No! A surprising number of toddlers who manage to get their way through a window opening to fall to the pavement below live. Something just over three thousand toddlers do this every year in the US.
Kids fall all the time. About 2,300,000 US children (under 14 years old) are treated at a hospital for a fall annually. Of these, a mere eighty die of the fall, though a much larger number are permanently injured or left in persistent vegetative state. Most, more than half, of these child-falls are accounted for by toddlers (age 5 and under).
Falling is patterned. Infants tend to fall from furniture, walkers, and stairs while toddlers tend to fall from windows. Well, the toddlers probably fall from furniture etc. more often, but we’re talking about morbid falls … falls in which there is an injury or a death. Kids older than toddlers tend to get injured from playground falls. It’s mostly toddlers and kids under 10 that do the falling, and of those who are injured or die in a fall two thirds are boys. But lets get back to the window falls, because ’tis the season.
Toddlers fall through windows for several reasons.

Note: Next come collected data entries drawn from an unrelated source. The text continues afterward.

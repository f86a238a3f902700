use once_cell::sync::Lazy;

use crate::registry::RafAlgorithm;
use crate::registry::algorithms::*;

static ALL_ALGORITHMS: Lazy<Vec<&'static dyn RafAlgorithm>> = Lazy::new(|| {
    vec![
        &MaxCafAlgorithm,
        &MaxRafAlgorithm,
        &MaxPseudoRafAlgorithm,
        &StrictMaxRafAlgorithm,
        &MuCafAlgorithm,
        &URafAlgorithm,
        &CoreRafAlgorithm,
        &QuotientRafAlgorithm,
        &TrivialCafsAlgorithm,
        &TrivialRafsAlgorithm,
        &RemoveTrivialRafsAlgorithm,
        &MinIrafAlgorithm,
        &MinRafGeneratingElementAlgorithm,
    ]
});

pub fn all_algorithms() -> &'static [&'static dyn RafAlgorithm] {
    &ALL_ALGORITHMS
}

fn normalize(name: &str) -> String {
    name.chars()
        .filter(|c| !c.is_whitespace())
        .flat_map(char::to_lowercase)
        .collect()
}

/// Looks up an algorithm by display name, ignoring case and whitespace.
pub fn algorithm_by_name(name: &str) -> Option<&'static dyn RafAlgorithm> {
    let key = normalize(name);
    all_algorithms().iter().copied().find(|a| normalize(a.name()) == key)
}

#[cfg(test)]
mod tests {
    use super::*;
    use crate::{HeuristicParams, Silent, CancelAfter, Canceled};
    use crate::testing::{names, rx, rx_inh, system};

    #[test]
    fn test_names_are_unique_and_found() {
        let all = all_algorithms();
        assert_eq!(all.len(), 13);
        for a in all {
            let found = algorithm_by_name(a.name()).unwrap();
            assert_eq!(found.name(), a.name());
            assert!(!a.description().is_empty());
        }
        assert_eq!(algorithm_by_name("maxraf").unwrap().name(), "Max RAF");
        assert_eq!(algorithm_by_name("  MIN iRAF heuristic").unwrap().name(), "Min iRAF Heuristic");
        assert!(algorithm_by_name("Max XAF").is_none());
    }

    #[test]
    fn test_every_algorithm_runs() {
        let rs = system(&["A", "B"], [
            rx("r1", "A B", "C", "A"),
            rx("r2", "C", "D", "C"),
            rx_inh("r3", "A", "E", "D", "C"),
        ]);
        let params = HeuristicParams { trials: 4, seed: 1, targets: vec!["D".to_string()] };
        for a in all_algorithms() {
            let out = a.apply(&rs, &params, &Silent).unwrap();
            assert!(!out.partial, "{}", a.name());
            assert!(!out.systems.is_empty(), "{}", a.name());
            for s in &out.systems {
                assert!(s.name().starts_with(a.name()));
            }
        }
        let raf = algorithm_by_name("Max RAF").unwrap().apply(&rs, &params, &Silent).unwrap();
        assert_eq!(names(&raf.systems[0]), vec!["r1", "r2", "r3"]);
        let uraf = algorithm_by_name("Max uRAF").unwrap().apply(&rs, &params, &Silent).unwrap();
        assert_eq!(names(&uraf.systems[0]), vec!["r1", "r2"]);
    }

    #[test]
    fn test_cancellation_contracts() {
        let rs = system(&["A"], [rx("r1", "A", "B", "A"), rx("r2", "B", "C", "A")]);
        let params = HeuristicParams::with_seed(3);
        for a in all_algorithms() {
            let res = a.apply(&rs, &params, &CancelAfter::new(0));
            if a.is_heuristic() {
                assert!(res.unwrap().partial, "{}", a.name());
            } else {
                assert_eq!(res, Err(Canceled), "{}", a.name());
            }
        }
    }
}
use log::{debug, info};
use raf_model::ReactionSystem;

use crate::{Canceled, Progress};
use crate::closure::{Inhibition, extend_by_mentioned_products, filter_reactions, result_system};

pub const MAX_PSEUDO_RAF: &str = "Max Pseudo RAF";

/// Like [`max_raf`](crate::max_raf), but reactions are checked against
/// food plus everything the current reactions mention as outputs, so
/// reactants need not be food-generated.
pub fn max_pseudo_raf(input: &ReactionSystem, progress: &dyn Progress) -> Result<ReactionSystem, Canceled> {
    progress.set_tasks(MAX_PSEUDO_RAF, input.name());
    let mut current = input.reactions().clone();
    progress.set_maximum(current.len() as u64);
    loop {
        progress.check_for_cancel()?;
        let molecules = extend_by_mentioned_products(input.foods(), &current);
        let next = filter_reactions(&molecules, &current, Inhibition::Ignore);
        debug!("{}: {} -> {} reactions", MAX_PSEUDO_RAF, current.len(), next.len());
        if next.len() == current.len() {
            break;
        }
        current = next;
        progress.set_progress(current.len() as u64);
    }
    info!("{}: {} of {} reactions", MAX_PSEUDO_RAF, current.len(), input.size());
    Ok(result_system(MAX_PSEUDO_RAF, input.foods(), current))
}
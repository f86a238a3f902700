pub mod algorithm;
pub mod algorithms;
pub mod registry;

pub use algorithm::*;
pub use algorithms::*;
pub use registry::*;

First, parents or guardians are oblivious to windows as a safety issue, then the toddlers get curious about the windows, the latches, the sashes, and the outside. Adults underestimate the ability of toddlers to get a window open and they over-estimate the size of the hole a toddler has to squeeze through to get out. A toddler only needs five inches or so of gap to get through. Also, parents assume that a screen will stop a child from falling through the window, but this is rarely true. Screens are pretty good at stopping flies and mosquito’s, but not toddlers.

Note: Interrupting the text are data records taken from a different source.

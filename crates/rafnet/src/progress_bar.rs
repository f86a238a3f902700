use std::time::{Duration, Instant};
use indicatif::{ProgressBar, ProgressStyle};
use log::warn;

use raf_algorithms::{Canceled, Progress};

/// Shows algorithm progress on stderr and cancels once a time limit has
/// passed.
pub struct ProgressReporter {
    bar: ProgressBar,
    deadline: Option<Instant>,
}

impl ProgressReporter {
    pub fn new(time_limit: Option<Duration>) -> Self {
        let bar = ProgressBar::new(0);
        bar.set_style(
            ProgressStyle::with_template("{spinner:.green} {prefix:.bold} [{elapsed_precise}] [{bar:40.cyan/blue}] {pos}/{len} {msg}")
                .unwrap_or_else(|_| ProgressStyle::default_bar())
                .progress_chars("#>-"),
        );
        Self {
            bar,
            deadline: time_limit.map(|t| Instant::now() + t),
        }
    }

    /// No output, but still honors the time limit.
    pub fn hidden(time_limit: Option<Duration>) -> Self {
        Self {
            bar: ProgressBar::hidden(),
            deadline: time_limit.map(|t| Instant::now() + t),
        }
    }

    pub fn finish(&self) {
        self.bar.finish_and_clear();
    }
}

impl Progress for ProgressReporter {
    fn set_tasks(&self, title: &str, subtitle: &str) {
        self.bar.set_prefix(title.to_string());
        self.bar.set_message(subtitle.to_string());
    }

    fn set_subtask(&self, text: &str) {
        self.bar.set_message(text.to_string());
    }

    fn set_maximum(&self, n: u64) {
        self.bar.set_length(n);
    }

    fn set_progress(&self, n: u64) {
        self.bar.set_position(n);
    }

    fn increment_progress(&self) {
        self.bar.inc(1);
    }

    fn check_for_cancel(&self) -> Result<(), Canceled> {
        match self.deadline {
            Some(deadline) if Instant::now() >= deadline => {
                if !self.bar.is_finished() {
                    warn!("Time limit reached");
                    self.bar.abandon_with_message("time limit reached");
                }
                Err(Canceled)
            }
            _ => Ok(()),
        }
    }
}

#[cfg(test)]
mod tests {
    use super::*;

    #[test]
    fn test_deadline_cancels() {
        let p = ProgressReporter::hidden(None);
        assert_eq!(p.check_for_cancel(), Ok(()));
        let p = ProgressReporter::hidden(Some(Duration::ZERO));
        assert_eq!(p.check_for_cancel(), Err(Canceled));
    }
}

Close to two dozen kids fall through window to their deaths each year in the US, roughly one third of them toddlers. This is a small number. It is worth nothing, however, that there is a temporal pattern to this; As weather warms, careless caregivers allow their toddlers access to unguarded windows and the toddlers (and some older children) start dropping onto the pavement. It starts in warmer areas of the country first, then spreads to cooler areas. Then, the CDC, CPSC, and other agencies issue press releases and local press start to take notice. Eventually, after several instances, one or two more spectacular contrasts hit the news. Perhaps a child falls five floors and toddles away from it unharmed in one place while a different toddler falls from the second floor and is left in a permanent coma in a different place. In any event, the word gets out that toddlers like to go through windows, that screens do not stop them, that they can work cranks and sashes and other devices if they persist, and the carnage then slows as people learn from the tragic experiences of others.
Windows are on the “top five” list of hidden domestic dangers to children, for two reasons. One is for the 3,700 injuries and 8 or 9 deaths from a fall through the window annually, the other is for the dozen or so annual deaths from strangulation from the noose you know of as the window-treatment cord.
Greg, thanks for bringing to light a big problem seen in PICUs all over the country every year. It seems to peak during the summer, when people tend to leave the windows open, and a child is much more mobile than they were the last summer. Toddlers explore and push chairs against a window to look out. They fall through even sturdy screens and by cranking open a loose window…
Do you know why so many of these kids survive such falls?
Because they have a low terminal velocity and soft bones?
Saturday, a 16 month old child fell 27 feet from a third story window in Connecticut and died.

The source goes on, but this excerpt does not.